A Banda Safari, com uma trajectória de cerca de 50 anos na cena musical moçambicana, anunciou o término da sua jornada artística. O líder e membro fundador, Bento Magonzana, revelou que a decisão de encerrar as actividades se deve às dificuldades de sustentar a vida apenas com a música em Moçambique.
A despedida será marcada por uma caravana que percorrerá todas as províncias do país nos próximos meses, culminando com o último espectáculo agendado para 31 de Dezembro de 2026.
“Esta é a última música dos Safari. Já faz muito tempo… nós tocamos e… é a nossa reforma agora. Portanto, Dezembro, fim do ano, será o último concerto nosso e cada um vai à sua vida”, afirmou Magonzana.
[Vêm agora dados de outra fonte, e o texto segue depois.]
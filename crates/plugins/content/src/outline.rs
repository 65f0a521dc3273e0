//! Outline generation from a topic and a talk duration.

use tracing::debug;

/// Fewest slides an outline is shaped for.
pub const MIN_SLIDES: i64 = 5;
/// Most slides an outline is shaped for.
pub const MAX_SLIDES: i64 = 20;

const TRAILER: [&str; 3] = ["Key Takeaways", "Conclusion", "Q&A"];

/// Number of slides budgeted for a talk: two minutes per slide, clamped.
pub fn slide_count(duration_minutes: i64) -> usize {
    // clamp keeps the value within 5..=20, so the cast cannot truncate
    duration_minutes.div_euclid(2).clamp(MIN_SLIDES, MAX_SLIDES) as usize
}

/// Generate ordered section labels for a talk.
///
/// The sequence is three fixed header items, `floor(count * 0.6)` generic
/// content items and three trailer items, cut to the first `count` entries.
/// Short talks therefore lose their trailer entirely.
pub fn generate_outline(topic: &str, duration_minutes: i64) -> Vec<String> {
    let count = slide_count(duration_minutes);
    let content_sections = count * 3 / 5;

    let outline: Vec<String> = [
        format!("Title: {}", topic),
        "Introduction and Overview".to_string(),
        "Background and Context".to_string(),
    ]
    .into_iter()
    .chain((1..=content_sections).map(|i| format!("Main Content {}", i)))
    .chain(TRAILER.iter().map(|s| s.to_string()))
    .take(count)
    .collect();

    debug!(
        duration_minutes,
        slide_count = count,
        items = outline.len(),
        "Generated outline"
    );
    outline
}
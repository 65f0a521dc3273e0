//! One-shot deck generation from a [`PresentationRequest`].

use slideforge_core::{PresentationRequest, ValidationResult};
use tracing::debug;

use crate::outline::generate_outline;
use crate::recommend::recommend_theme;
use crate::render::render_deck;
use crate::validate::validate;

/// A rendered deck together with the choices made while building it.
#[derive(Debug, Clone, PartialEq, Eq)]
pub struct GeneratedDeck {
    /// Theme written to the front-matter
    pub theme: String,
    pub outline: Vec<String>,
    pub markdown: String,
    pub validation: ValidationResult,
}

/// Generate a deck: pick a theme when none is given, outline the topic,
/// render, and validate the result.
pub fn generate_presentation(request: &PresentationRequest) -> GeneratedDeck {
    let theme = match request.theme.as_deref().filter(|t| !t.trim().is_empty()) {
        Some(theme) => theme.to_string(),
        None => recommend_theme(&request.topic, request.style.as_deref()).to_string(),
    };

    let outline = generate_outline(&request.topic, request.duration_minutes);
    let markdown = render_deck(&request.topic, &request.author, &outline, &theme);
    let validation = validate(&markdown);

    debug!(
        topic = %request.topic,
        theme = %theme,
        valid = validation.is_valid,
        "Generated presentation"
    );

    GeneratedDeck {
        theme,
        outline,
        markdown,
        validation,
    }
}
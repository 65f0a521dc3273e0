//! Transport layer for MCP JSON-RPC communication.
//!
//! MCP uses newline-delimited JSON over stdin/stdout. Logging must never
//! write to stdout while the transport is active.

use std::io::{self, BufRead, Write};

use serde::Serialize;

use crate::protocol::{JsonRpcNotification, JsonRpcRequest};

/// Message that can be received from the client.
#[derive(Debug)]
pub enum IncomingMessage {
    Request(JsonRpcRequest),
    Notification(JsonRpcNotification),
}

/// Transport for reading/writing JSON-RPC messages.
pub struct StdioTransport {
    reader: Box<dyn BufRead + Send>,
    writer: Box<dyn Write + Send>,
}

impl StdioTransport {
    /// Create a transport using stdin/stdout.
    pub fn stdio() -> Self {
        Self::new(
            Box::new(io::BufReader::new(io::stdin())),
            Box::new(io::stdout()),
        )
    }

    /// Create a transport with a custom reader/writer.
    pub fn new(reader: Box<dyn BufRead + Send>, writer: Box<dyn Write + Send>) -> Self {
        Self { reader, writer }
    }

    /// Read the next JSON-RPC message.
    ///
    /// Blank lines are skipped. Returns `Ok(None)` at EOF.
    pub fn read_message(&mut self) -> io::Result<Option<IncomingMessage>> {
        let mut line = String::new();

        loop {
            line.clear();
            if self.reader.read_line(&mut line)? == 0 {
                return Ok(None);
            }
            if !line.trim().is_empty() {
                break;
            }
        }

        let line = line.trim();
        tracing::debug!("Received: {}", line);

        // A request carries an id; a notification does not.
        if let Ok(request) = serde_json::from_str::<JsonRpcRequest>(line) {
            return Ok(Some(IncomingMessage::Request(request)));
        }

        if let Ok(notification) = serde_json::from_str::<JsonRpcNotification>(line) {
            return Ok(Some(IncomingMessage::Notification(notification)));
        }

        tracing::warn!("Failed to parse message: {}", line);
        Err(io::Error::new(
            io::ErrorKind::InvalidData,
            format!("Invalid JSON-RPC message: {}", line),
        ))
    }

    /// Write one message (response or notification) as a single line.
    pub fn write_message<T: Serialize>(&mut self, message: &T) -> io::Result<()> {
        let json = serde_json::to_string(message).map_err(|e| {
            io::Error::new(io::ErrorKind::InvalidData, format!("Serialization error: {}", e))
        })?;

        tracing::debug!("Sending: {}", json);

        writeln!(self.writer, "{}", json)?;
        self.writer.flush()
    }
}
Em entrevista à Televisão de Moçambique, o músico expressou sua frustração em relação ao cenário actual da música no país. “A gente vai parar com isso porque, realmente, em Moçambique a música não dá para viver. Vive de música quem realmente é insistente como eu sou”, considerou.
Magonzana também criticou o formato excludente dos concertos, que, segundo ele, não favorecem os músicos. “Isso não é bom. Tem que dar espaço para toda a gente. Isso realmente dói”, lamentou.
Além disso, o artista teceu comentários sobre os conteúdos das músicas contemporâneas, observando que actualmente não há censura, permitindo que cada músico cante o que lhe vem à mente. “Agora não há censura na música. Cada um canta o que lhe vai à cabeça. Fica complicado. Naquele tempo havia censura”, disse.
Ali Faque, outro membro da Banda Safari, também manifestou sua preocupação, afirmando que as músicas actuais deixaram de reflectir a cor local que marca a identidade e a origem dos cantores. “Estão a tocar coisas da cabeça deles”, concluiu.